Motor Brush Facts and Maintenance
Gregory Mecomber, IDCON INC
What is a Motor Brush?
A motor brush is not a brush at all in the traditional sense. It is actually a carbon or graphite cube, commonly held in place by a spring, that acts as a conductor between the electrified stationary and rotating parts of a motor. The whole brush assembly is made up of a carbon block, one or more shunts, a spring and a holder. The carbon blocks are easily replaceable and are therefore intended as a wear part to prevent damage to more costly motor components. More than one motor brush is usual.
AC motor speed is determined by the phase frequency and ultimately the variable frequency drive. Most AC induction motors do not use brushes, however, there are a few styles such as repulsion, synchronous and universal motors that do.
Motor brushes come in various sizes and can differ between manufacturers. Most will have a size chart available and you simply have to measure the thickness, width and length in millimeters and cross reference those measurements with the size chart to find the correct part number.
Some symptoms of poor brush condition can be not getting the speed and torque that the motor did when it was new, burning smell and frequent large sparks; small infrequency sparks can be expected and can sometimes be visible through the air intake vents. If you witness your brushes sparking excessively or any other of these symptoms, the best solution is to remove the brush, clean any carbon or copper residue and replace with a new brush.
Motor brushes will have to be replaced periodically. Inspect the brushes for signs of cracking, breaking, burning, discoloration of the spring. Spring discoloration is often a sign of overheating or that the shunt is damaged.
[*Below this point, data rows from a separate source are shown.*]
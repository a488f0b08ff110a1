//! Product catalog types and strict CSV loading.
//!
//! The catalog is loaded once at startup from static CSV datasets and held
//! in memory; products are immutable from the cart's perspective except that
//! `stock` caps quantities at add/update time.
//!
//! Loading is all-or-nothing: a malformed row fails the whole batch with its
//! line number instead of being patched up with defaults. This keeps the
//! in-memory list consistent with the source file.

use crate::error::{StoreError, StoreResult};
use rust_decimal::Decimal;
use std::collections::HashMap;
use std::fmt;
use std::path::{Path, PathBuf};
use std::str::FromStr;

/// Identity of a product, unique within the combined catalog.
#[derive(Debug, Clone, PartialEq, Eq, Hash, PartialOrd, Ord, serde::Serialize, serde::Deserialize)]
#[serde(transparent)]
pub struct ProductId(String);

impl ProductId {
    pub fn new(id: impl Into<String>) -> Self {
        Self(id.into())
    }

    pub fn as_str(&self) -> &str {
        &self.0
    }
}

impl fmt::Display for ProductId {
    fn fmt(&self, f: &mut fmt::Formatter<'_>) -> fmt::Result {
        write!(f, "{}", self.0)
    }
}

/// Which catalog dataset to load.
#[derive(Debug, Clone, Copy, PartialEq, Eq, serde::Serialize, serde::Deserialize)]
#[serde(rename_all = "lowercase")]
pub enum CatalogKind {
    /// Medicinal plants sold as live stock.
    Plants,
    /// Prepared herbal products.
    Products,
}

impl FromStr for CatalogKind {
    type Err = StoreError;

    fn from_str(s: &str) -> StoreResult<Self> {
        match s.trim().to_ascii_lowercase().as_str() {
            "plants" => Ok(CatalogKind::Plants),
            "products" => Ok(CatalogKind::Products),
            other => Err(StoreError::InvalidInput(format!(
                "unknown catalog kind '{other}' (expected 'plants' or 'products')"
            ))),
        }
    }
}

impl fmt::Display for CatalogKind {
    fn fmt(&self, f: &mut fmt::Formatter<'_>) -> fmt::Result {
        match self {
            CatalogKind::Plants => write!(f, "plants"),
            CatalogKind::Products => write!(f, "products"),
        }
    }
}

/// A purchasable item from one of the catalog datasets.
#[derive(Debug, Clone, PartialEq, serde::Serialize, serde::Deserialize)]
pub struct Product {
    pub id: ProductId,
    pub name: String,
    /// Unit price; non-negative, currency-safe.
    pub price: Decimal,
    /// Available stock; caps cart quantities.
    pub stock: u32,
    pub description: String,
    pub benefits: Vec<String>,
    pub image_url: String,
    /// Only present for the plants dataset.
    pub category: Option<String>,
    /// Only present for the plants dataset.
    pub scientific_name: Option<String>,
}

/// An in-memory product list with id lookup.
///
/// Keeps dataset order for listing; `find` is O(1) via a side index.
#[derive(Debug, Clone, Default)]
pub struct Catalog {
    products: Vec<Product>,
    index: HashMap<ProductId, usize>,
}

impl Catalog {
    /// Builds a catalog from already-validated products.
    ///
    /// # Errors
    ///
    /// Returns `StoreError::InvalidInput` if two products share an id.
    pub fn new(products: Vec<Product>) -> StoreResult<Self> {
        let mut index = HashMap::with_capacity(products.len());
        for (pos, product) in products.iter().enumerate() {
            if index.insert(product.id.clone(), pos).is_some() {
                return Err(StoreError::InvalidInput(format!(
                    "duplicate product id '{}' in catalog",
                    product.id
                )));
            }
        }
        Ok(Self { products, index })
    }

    /// Merges several catalogs into one lookup set, e.g. plants + products.
    ///
    /// # Errors
    ///
    /// Returns `StoreError::InvalidInput` if an id appears in more than one
    /// source catalog.
    pub fn merge(catalogs: impl IntoIterator<Item = Catalog>) -> StoreResult<Self> {
        let mut all = Vec::new();
        for catalog in catalogs {
            all.extend(catalog.products);
        }
        Self::new(all)
    }

    pub fn find(&self, id: &ProductId) -> Option<&Product> {
        self.index.get(id).map(|&pos| &self.products[pos])
    }

    pub fn products(&self) -> &[Product] {
        &self.products
    }

    pub fn len(&self) -> usize {
        self.products.len()
    }

    pub fn is_empty(&self) -> bool {
        self.products.is_empty()
    }
}

/// Column layout of a catalog CSV file.
///
/// The two datasets carry the same product shape under different headers;
/// the plants dataset additionally has category and scientific-name columns.
struct CatalogColumns {
    id: &'static str,
    name: &'static str,
    price: &'static str,
    stock: &'static str,
    description: &'static str,
    benefits: &'static str,
    image_url: &'static str,
    category: Option<&'static str>,
    scientific_name: Option<&'static str>,
}

impl CatalogColumns {
    fn for_kind(kind: CatalogKind) -> Self {
        match kind {
            CatalogKind::Plants => CatalogColumns {
                id: "Product ID",
                name: "Product Name",
                price: "Price (USD)",
                stock: "Stock Quantity",
                description: "Description",
                benefits: "Usage",
                image_url: "Image URL",
                category: Some("Category"),
                scientific_name: Some("Scientific Name"),
            },
            CatalogKind::Products => CatalogColumns {
                id: "Id",
                name: "Name",
                price: "Price",
                stock: "Available Stock",
                description: "Description",
                benefits: "Benefits",
                image_url: "Image",
                category: None,
                scientific_name: None,
            },
        }
    }
}

/// Loads one catalog dataset from a CSV file.
///
/// # Arguments
///
/// * `path` - The CSV file to read.
/// * `kind` - Which column layout to expect.
///
/// # Errors
///
/// Returns a dataset `StoreError` if the file cannot be read, a required
/// column is missing, any row is malformed (reported with its line number),
/// or the file contains no data rows. No partial catalog is ever returned.
pub fn load_catalog(path: &Path, kind: CatalogKind) -> StoreResult<Catalog> {
    let columns = CatalogColumns::for_kind(kind);
    let mut reader = csv::ReaderBuilder::new()
        .trim(csv::Trim::All)
        .from_path(path)
        .map_err(|source| StoreError::DatasetRead {
            path: path.to_path_buf(),
            source,
        })?;

    let headers = reader
        .headers()
        .map_err(|source| StoreError::DatasetRead {
            path: path.to_path_buf(),
            source,
        })?
        .clone();
    let fields = HeaderIndex::new(path, &headers);

    let mut products = Vec::new();
    for record in reader.records() {
        let record = record.map_err(|source| StoreError::DatasetRead {
            path: path.to_path_buf(),
            source,
        })?;
        let line = record.position().map(|p| p.line()).unwrap_or(0);
        let row = Row {
            path,
            line,
            record: &record,
            fields: &fields,
        };

        let price_text = row.required(columns.price)?;
        let price = Decimal::from_str(price_text).map_err(|_| row.malformed(columns.price))?;
        if price.is_sign_negative() {
            return Err(StoreError::DatasetRow {
                path: path.to_path_buf(),
                line,
                reason: format!("column '{}' must be non-negative", columns.price),
            });
        }
        let stock: u32 = row
            .required(columns.stock)?
            .parse()
            .map_err(|_| row.malformed(columns.stock))?;

        products.push(Product {
            id: ProductId::new(row.required(columns.id)?),
            name: row.required(columns.name)?.to_owned(),
            price,
            stock,
            description: row.required(columns.description)?.to_owned(),
            benefits: split_benefits(row.optional(columns.benefits)),
            image_url: row.optional(columns.image_url).unwrap_or_default().to_owned(),
            category: columns
                .category
                .and_then(|c| row.optional(c))
                .map(str::to_owned),
            scientific_name: columns
                .scientific_name
                .and_then(|c| row.optional(c))
                .map(str::to_owned),
        });
    }

    if products.is_empty() {
        return Err(StoreError::DatasetEmpty {
            path: path.to_path_buf(),
        });
    }

    tracing::debug!(kind = %kind, count = products.len(), "loaded catalog dataset");
    Catalog::new(products)
}

fn split_benefits(raw: Option<&str>) -> Vec<String> {
    raw.map(|text| {
        text.split(',')
            .map(str::trim)
            .filter(|part| !part.is_empty())
            .map(str::to_owned)
            .collect()
    })
    .unwrap_or_default()
}

/// Maps header names to column positions for a dataset file.
pub(crate) struct HeaderIndex {
    path: PathBuf,
    positions: HashMap<String, usize>,
}

impl HeaderIndex {
    pub(crate) fn new(path: &Path, headers: &csv::StringRecord) -> Self {
        let positions = headers
            .iter()
            .enumerate()
            .map(|(pos, name)| (name.trim().to_owned(), pos))
            .collect();
        Self {
            path: path.to_path_buf(),
            positions,
        }
    }

    pub(crate) fn position(&self, column: &'static str) -> StoreResult<usize> {
        self.positions
            .get(column)
            .copied()
            .ok_or(StoreError::DatasetMissingColumn {
                path: self.path.clone(),
                column,
            })
    }
}

/// One data row under validation, with enough context for precise errors.
pub(crate) struct Row<'a> {
    pub(crate) path: &'a Path,
    pub(crate) line: u64,
    pub(crate) record: &'a csv::StringRecord,
    pub(crate) fields: &'a HeaderIndex,
}

impl Row<'_> {
    /// Returns the trimmed cell for `column`, rejecting absent or empty values.
    pub(crate) fn required(&self, column: &'static str) -> StoreResult<&str> {
        let pos = self.fields.position(column)?;
        match self.record.get(pos).map(str::trim) {
            Some(value) if !value.is_empty() => Ok(value),
            _ => Err(StoreError::DatasetRow {
                path: self.path.to_path_buf(),
                line: self.line,
                reason: format!("column '{column}' is empty"),
            }),
        }
    }

    /// Returns the trimmed cell for `column` if the column exists and the
    /// cell is non-empty.
    pub(crate) fn optional(&self, column: &'static str) -> Option<&str> {
        let pos = *self.fields.positions.get(column)?;
        self.record
            .get(pos)
            .map(str::trim)
            .filter(|value| !value.is_empty())
    }

    pub(crate) fn malformed(&self, column: &'static str) -> StoreError {
        StoreError::DatasetRow {
            path: self.path.to_path_buf(),
            line: self.line,
            reason: format!("column '{column}' is malformed"),
        }
    }
}

#[cfg(test)]
mod tests {
    use super::*;
    use std::io::Write;

    fn write_csv(contents: &str) -> tempfile::NamedTempFile {
        let mut file = tempfile::NamedTempFile::new().unwrap();
        file.write_all(contents.as_bytes()).unwrap();
        file.flush().unwrap();
        file
    }

    const PRODUCTS_CSV: &str = "\
Id,Name,Description,Price,Image,Benefits,Available Stock
P1,Tulsi Drops,Concentrated tulsi extract,120.50,https://img/p1,Immunity booster; ,12
P2,Ashwagandha Powder,Root powder,240,https://img/p2,\"Stress relief, Sleep aid\",3
";

    #[test]
    fn test_load_products_dataset() {
        let file = write_csv(PRODUCTS_CSV);
        let catalog = load_catalog(file.path(), CatalogKind::Products).unwrap();

        assert_eq!(catalog.len(), 2);
        let p2 = catalog.find(&ProductId::new("P2")).unwrap();
        assert_eq!(p2.name, "Ashwagandha Powder");
        assert_eq!(p2.price, Decimal::new(240, 0));
        assert_eq!(p2.stock, 3);
        assert_eq!(p2.benefits, vec!["Stress relief", "Sleep aid"]);
        assert!(p2.category.is_none());
    }

    #[test]
    fn test_load_plants_dataset_keeps_extra_columns() {
        let csv = "\
Product ID,Product Name,Scientific Name,Category,Description,Price (USD),Image URL,Usage,Region,Stock Quantity
H1,Neem Sapling,Azadirachta indica,Tree,Young neem plant,5.00,https://img/h1,Skin care,Asia,40
";
        let file = write_csv(csv);
        let catalog = load_catalog(file.path(), CatalogKind::Plants).unwrap();

        let plant = catalog.find(&ProductId::new("H1")).unwrap();
        assert_eq!(plant.scientific_name.as_deref(), Some("Azadirachta indica"));
        assert_eq!(plant.category.as_deref(), Some("Tree"));
        assert_eq!(plant.benefits, vec!["Skin care"]);
    }

    #[test]
    fn test_malformed_price_rejects_whole_batch() {
        let csv = "\
Id,Name,Description,Price,Image,Benefits,Available Stock
P1,Good,ok,10.00,,x,1
P2,Bad,broken,ten rupees,,x,1
";
        let file = write_csv(csv);
        let err = load_catalog(file.path(), CatalogKind::Products).unwrap_err();
        match err {
            StoreError::DatasetRow { line, reason, .. } => {
                assert_eq!(line, 3);
                assert!(reason.contains("Price"));
            }
            other => panic!("expected DatasetRow, got {other:?}"),
        }
    }

    #[test]
    fn test_negative_price_rejected() {
        let csv = "\
Id,Name,Description,Price,Image,Benefits,Available Stock
P1,Bad,broken,-1.00,,x,1
";
        let file = write_csv(csv);
        assert!(matches!(
            load_catalog(file.path(), CatalogKind::Products),
            Err(StoreError::DatasetRow { .. })
        ));
    }

    #[test]
    fn test_missing_column_reported_by_name() {
        let csv = "Id,Name,Description,Image,Benefits,Available Stock\nP1,A,d,,x,1\n";
        let file = write_csv(csv);
        match load_catalog(file.path(), CatalogKind::Products).unwrap_err() {
            StoreError::DatasetMissingColumn { column, .. } => assert_eq!(column, "Price"),
            other => panic!("expected DatasetMissingColumn, got {other:?}"),
        }
    }

    #[test]
    fn test_empty_dataset_rejected() {
        let csv = "Id,Name,Description,Price,Image,Benefits,Available Stock\n";
        let file = write_csv(csv);
        assert!(matches!(
            load_catalog(file.path(), CatalogKind::Products),
            Err(StoreError::DatasetEmpty { .. })
        ));
    }

    #[test]
    fn test_duplicate_ids_rejected() {
        let csv = "\
Id,Name,Description,Price,Image,Benefits,Available Stock
P1,A,d,1.00,,x,1
P1,B,d,2.00,,x,1
";
        let file = write_csv(csv);
        assert!(matches!(
            load_catalog(file.path(), CatalogKind::Products),
            Err(StoreError::InvalidInput(_))
        ));
    }
}
//! UPI payment-intent deep links.
//!
//! Builds the `upi://pay?...` URI a UPI app consumes, embedding the payee,
//! merchant name, amount and the order id as the transaction reference.
//!
//! This is a display artifact only: the system has no mechanism to verify
//! that payment actually occurred, and "payment confirmed" is a user-asserted
//! action. Anyone reusing this module in a real deployment must add payment
//! verification; it is an explicit trust gap here.

use crate::config::MerchantConfig;
use crate::order::OrderId;
use rust_decimal::Decimal;

/// A generated payment intent for the user to scan or open.
#[derive(Debug, Clone, PartialEq, serde::Serialize)]
pub struct PaymentIntent {
    /// Order identifier embedded as the transaction reference; the
    /// subsequent submission reuses it.
    pub order_id: OrderId,
    /// Amount fixed to 2 decimal places.
    pub amount: Decimal,
    /// The `upi://pay` deep link.
    pub uri: String,
}

/// Builds a UPI deep link for `amount` against the configured merchant.
///
/// Amount is rendered with exactly two decimal places; the remaining query
/// parameters are percent-encoded so merchant names with spaces survive.
pub fn payment_uri(merchant: &MerchantConfig, amount: Decimal, reference: OrderId) -> String {
    let mut query = url::form_urlencoded::Serializer::new(String::new());
    query
        .append_pair("pa", merchant.payee_id())
        .append_pair("pn", merchant.name())
        .append_pair("am", &format!("{:.2}", amount.round_dp(2)))
        .append_pair("tr", &reference.to_string())
        .append_pair("cu", merchant.currency());
    format!("upi://pay?{}", query.finish())
}

#[cfg(test)]
mod tests {
    use super::*;
    use crate::config::MerchantConfig;

    fn merchant() -> MerchantConfig {
        MerchantConfig::new(
            "shop@oksbi".to_owned(),
            "Herbal Shop".to_owned(),
            "INR".to_owned(),
        )
        .unwrap()
    }

    #[test]
    fn test_uri_has_all_parameters() {
        let id = OrderId::new();
        let uri = payment_uri(&merchant(), Decimal::new(2550, 2), id);

        assert!(uri.starts_with("upi://pay?"));
        assert!(uri.contains("pa=shop%40oksbi"));
        assert!(uri.contains("pn=Herbal+Shop"));
        assert!(uri.contains("am=25.50"));
        assert!(uri.contains(&format!("tr={id}")));
        assert!(uri.contains("cu=INR"));
    }

    #[test]
    fn test_amount_fixed_to_two_decimals() {
        let uri = payment_uri(&merchant(), Decimal::new(25, 0), OrderId::new());
        assert!(uri.contains("am=25.00"));
    }
}
//! Checkout form validation and order assembly.
//!
//! The raw form mirrors what the user typed; validation turns it into
//! guaranteed-populated types in one pass, reporting every missing field by
//! name in a single rejection so the user can correct the form once rather
//! than field by field.

use crate::cart::Cart;
use crate::error::{StoreError, StoreResult};
use crate::order::{Order, OrderId, OrderLine, OrderStatus};
use crate::user::UserId;
use chrono::Utc;
use herb_types::{EmailAddress, NonEmptyText};

/// Payment selection with its mode-specific inputs.
#[derive(Debug, Clone, PartialEq, Eq)]
pub enum PaymentDetails {
    CashOnDelivery,
    Upi {
        upi_id: String,
    },
    Card {
        number: String,
        expiry: String,
        cvv: String,
    },
}

/// Payment mode as persisted on the order. Card numbers and UPI ids are
/// deliberately not part of this type, so they can never be written to the
/// order sink.
#[derive(Debug, Clone, Copy, PartialEq, Eq, serde::Serialize, serde::Deserialize)]
#[serde(rename_all = "camelCase")]
pub enum PaymentMode {
    CashOnDelivery,
    UpiPayment,
    CardPayment,
}

/// Raw checkout form as entered by the user; nothing validated yet.
#[derive(Debug, Clone, Default)]
pub struct CheckoutForm {
    pub name: String,
    pub email: String,
    pub phone: String,
    pub delivery_address: String,
    pub pin_code: String,
    pub payment: Option<PaymentDetails>,
}

impl Default for PaymentDetails {
    fn default() -> Self {
        PaymentDetails::CashOnDelivery
    }
}

/// Customer contact fields after validation; every field is guaranteed
/// non-empty and the email is plausible.
#[derive(Debug, Clone, PartialEq, Eq, serde::Serialize, serde::Deserialize)]
pub struct CustomerDetails {
    pub name: NonEmptyText,
    pub email: EmailAddress,
    pub phone: NonEmptyText,
    pub delivery_address: NonEmptyText,
    pub pin_code: NonEmptyText,
}

/// A checkout form that passed validation and can assemble an order.
#[derive(Debug, Clone)]
pub struct ValidatedCheckout {
    pub customer: CustomerDetails,
    pub payment_mode: PaymentMode,
}

impl CheckoutForm {
    /// Validates all required fields at once.
    ///
    /// Field names in the error use the wire spelling (`deliveryAddress`,
    /// `pinCode`, ...) so the presentation layer can highlight inputs
    /// directly.
    ///
    /// # Errors
    ///
    /// - `StoreError::MissingFields` naming every absent required field,
    ///   including the payment-mode-specific ones (UPI id for UPI, the full
    ///   card triplet for card payment).
    /// - `StoreError::InvalidInput` if the email has no plausible shape.
    pub fn validate(&self) -> StoreResult<ValidatedCheckout> {
        let mut missing: Vec<String> = Vec::new();
        let mut require = |value: &str, field: &str| {
            if value.trim().is_empty() {
                missing.push(field.to_owned());
            }
        };

        require(&self.name, "name");
        require(&self.email, "email");
        require(&self.phone, "phone");
        require(&self.delivery_address, "deliveryAddress");
        require(&self.pin_code, "pinCode");

        let payment = self.payment.clone().unwrap_or_default();
        match &payment {
            PaymentDetails::CashOnDelivery => {}
            PaymentDetails::Upi { upi_id } => require(upi_id, "upiId"),
            PaymentDetails::Card {
                number,
                expiry,
                cvv,
            } => {
                require(number, "cardNumber");
                require(expiry, "cardExpiry");
                require(cvv, "cardCvv");
            }
        }

        if !missing.is_empty() {
            return Err(StoreError::MissingFields { fields: missing });
        }

        let email = EmailAddress::new(&self.email)
            .map_err(|e| StoreError::InvalidInput(format!("email: {e}")))?;

        // The require() pass guarantees non-emptiness; NonEmptyText cannot
        // fail here, but the error is still propagated rather than unwrapped.
        let text = |value: &str, field: &str| {
            NonEmptyText::new(value).map_err(|e| StoreError::InvalidInput(format!("{field}: {e}")))
        };

        Ok(ValidatedCheckout {
            customer: CustomerDetails {
                name: text(&self.name, "name")?,
                email,
                phone: text(&self.phone, "phone")?,
                delivery_address: text(&self.delivery_address, "deliveryAddress")?,
                pin_code: text(&self.pin_code, "pinCode")?,
            },
            payment_mode: payment.mode(),
        })
    }
}

impl PaymentDetails {
    pub fn mode(&self) -> PaymentMode {
        match self {
            PaymentDetails::CashOnDelivery => PaymentMode::CashOnDelivery,
            PaymentDetails::Upi { .. } => PaymentMode::UpiPayment,
            PaymentDetails::Card { .. } => PaymentMode::CardPayment,
        }
    }
}

impl PaymentMode {
    /// Initial order status for this payment mode. Anything other than cash
    /// on delivery is marked paid on the user's say-so; this system performs
    /// no payment verification.
    pub fn initial_status(&self) -> OrderStatus {
        match self {
            PaymentMode::CashOnDelivery => OrderStatus::Pending,
            PaymentMode::UpiPayment | PaymentMode::CardPayment => OrderStatus::Paid,
        }
    }
}

/// Assembles an immutable order from a validated checkout and the current
/// cart.
///
/// Line items are copied by value so later cart mutation cannot alter the
/// order. The total is rounded to 2 decimal places here, at the persistence
/// boundary, not in intermediate sums.
///
/// # Errors
///
/// Returns `StoreError::EmptyCart` if the cart has no lines.
pub fn assemble_order(
    id: OrderId,
    cart: &Cart,
    checkout: &ValidatedCheckout,
    user_id: &UserId,
) -> StoreResult<Order> {
    if cart.is_empty() {
        return Err(StoreError::EmptyCart);
    }

    Ok(Order {
        id,
        lines: cart.lines().iter().map(OrderLine::from).collect(),
        total: cart.total().round_dp(2),
        customer: checkout.customer.clone(),
        payment_mode: checkout.payment_mode,
        status: checkout.payment_mode.initial_status(),
        user_id: user_id.clone(),
        created_at: Utc::now(),
    })
}

#[cfg(test)]
mod tests {
    use super::*;
    use crate::catalog::{Product, ProductId};
    use rust_decimal::Decimal;

    fn filled_form() -> CheckoutForm {
        CheckoutForm {
            name: "Asha Rao".to_owned(),
            email: "asha@example.com".to_owned(),
            phone: "9876543210".to_owned(),
            delivery_address: "12 Herb Lane".to_owned(),
            pin_code: "560001".to_owned(),
            payment: Some(PaymentDetails::CashOnDelivery),
        }
    }

    fn product(id: &str, price: Decimal, stock: u32) -> Product {
        Product {
            id: ProductId::new(id),
            name: format!("Product {id}"),
            price,
            stock,
            description: "test".to_owned(),
            benefits: vec![],
            image_url: String::new(),
            category: None,
            scientific_name: None,
        }
    }

    #[test]
    fn test_valid_form_passes() {
        let checkout = filled_form().validate().unwrap();
        assert_eq!(checkout.payment_mode, PaymentMode::CashOnDelivery);
        assert_eq!(checkout.customer.pin_code.as_str(), "560001");
    }

    #[test]
    fn test_all_missing_fields_reported_at_once() {
        let form = CheckoutForm {
            payment: Some(PaymentDetails::CashOnDelivery),
            ..CheckoutForm::default()
        };
        match form.validate().unwrap_err() {
            StoreError::MissingFields { fields } => {
                assert_eq!(
                    fields,
                    vec!["name", "email", "phone", "deliveryAddress", "pinCode"]
                );
            }
            other => panic!("expected MissingFields, got {other:?}"),
        }
    }

    #[test]
    fn test_upi_requires_upi_id() {
        let mut form = filled_form();
        form.payment = Some(PaymentDetails::Upi {
            upi_id: "  ".to_owned(),
        });
        match form.validate().unwrap_err() {
            StoreError::MissingFields { fields } => assert_eq!(fields, vec!["upiId"]),
            other => panic!("expected MissingFields, got {other:?}"),
        }
    }

    #[test]
    fn test_card_requires_full_triplet() {
        let mut form = filled_form();
        form.payment = Some(PaymentDetails::Card {
            number: "4111111111111111".to_owned(),
            expiry: String::new(),
            cvv: String::new(),
        });
        match form.validate().unwrap_err() {
            StoreError::MissingFields { fields } => {
                assert_eq!(fields, vec!["cardExpiry", "cardCvv"]);
            }
            other => panic!("expected MissingFields, got {other:?}"),
        }
    }

    #[test]
    fn test_implausible_email_rejected() {
        let mut form = filled_form();
        form.email = "not-an-email".to_owned();
        assert!(matches!(
            form.validate(),
            Err(StoreError::InvalidInput(msg)) if msg.starts_with("email")
        ));
    }

    #[test]
    fn test_assemble_order_snapshots_lines_and_rounds_total() {
        let mut cart = Cart::new();
        let a = product("A", Decimal::new(3333, 3), 10); // 3.333
        cart.add(&a).unwrap();
        cart.add(&a).unwrap();
        cart.add(&a).unwrap(); // exact total 9.999

        let checkout = filled_form().validate().unwrap();
        let order =
            assemble_order(OrderId::new(), &cart, &checkout, &UserId::guest()).unwrap();

        assert_eq!(order.total, Decimal::new(1000, 2)); // rounded at assembly
        assert_eq!(order.status, OrderStatus::Pending);
        assert_eq!(order.lines.len(), 1);
        assert_eq!(order.lines[0].quantity, 3);

        // Later cart mutation cannot alter the submitted order.
        cart.clear();
        assert_eq!(order.lines[0].quantity, 3);
    }

    #[test]
    fn test_assemble_order_rejects_empty_cart() {
        let cart = Cart::new();
        let checkout = filled_form().validate().unwrap();
        assert!(matches!(
            assemble_order(OrderId::new(), &cart, &checkout, &UserId::guest()),
            Err(StoreError::EmptyCart)
        ));
    }

    #[test]
    fn test_upi_and_card_orders_marked_paid() {
        assert_eq!(
            PaymentMode::UpiPayment.initial_status(),
            OrderStatus::Paid
        );
        assert_eq!(
            PaymentMode::CardPayment.initial_status(),
            OrderStatus::Paid
        );
        assert_eq!(
            PaymentMode::CashOnDelivery.initial_status(),
            OrderStatus::Pending
        );
    }

    #[test]
    fn test_payment_mode_wire_spelling() {
        assert_eq!(
            serde_json::to_string(&PaymentMode::CashOnDelivery).unwrap(),
            "\"cashOnDelivery\""
        );
        assert_eq!(
            serde_json::to_string(&PaymentMode::UpiPayment).unwrap(),
            "\"upiPayment\""
        );
    }
}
Check for signs of copper dust – It could result in the following issues and actual accelerate further wear on the motor components. Grooving is a smooth slot in your commutator which can also be a result of using an improper brush type. Threading is the creation of fine lines upon the commutator most likely from copper dust or particles stuck within the carbon block.
Copper drag is a buildup of copper within the grooves of the commutator and can result in shorted segments and loss of performance. Flash over is caused by excessive copper drag to the point that it results in shorting between the brushes themselves.
Brushless DC motors are the most common type of motor used in automation and motion control systems. Brushless motors use permanent magnets instead of brushes to operate. Hence many will have a sticker warning the user to “Do Not Strike” since that is the best way to demagnetize a natural magnet.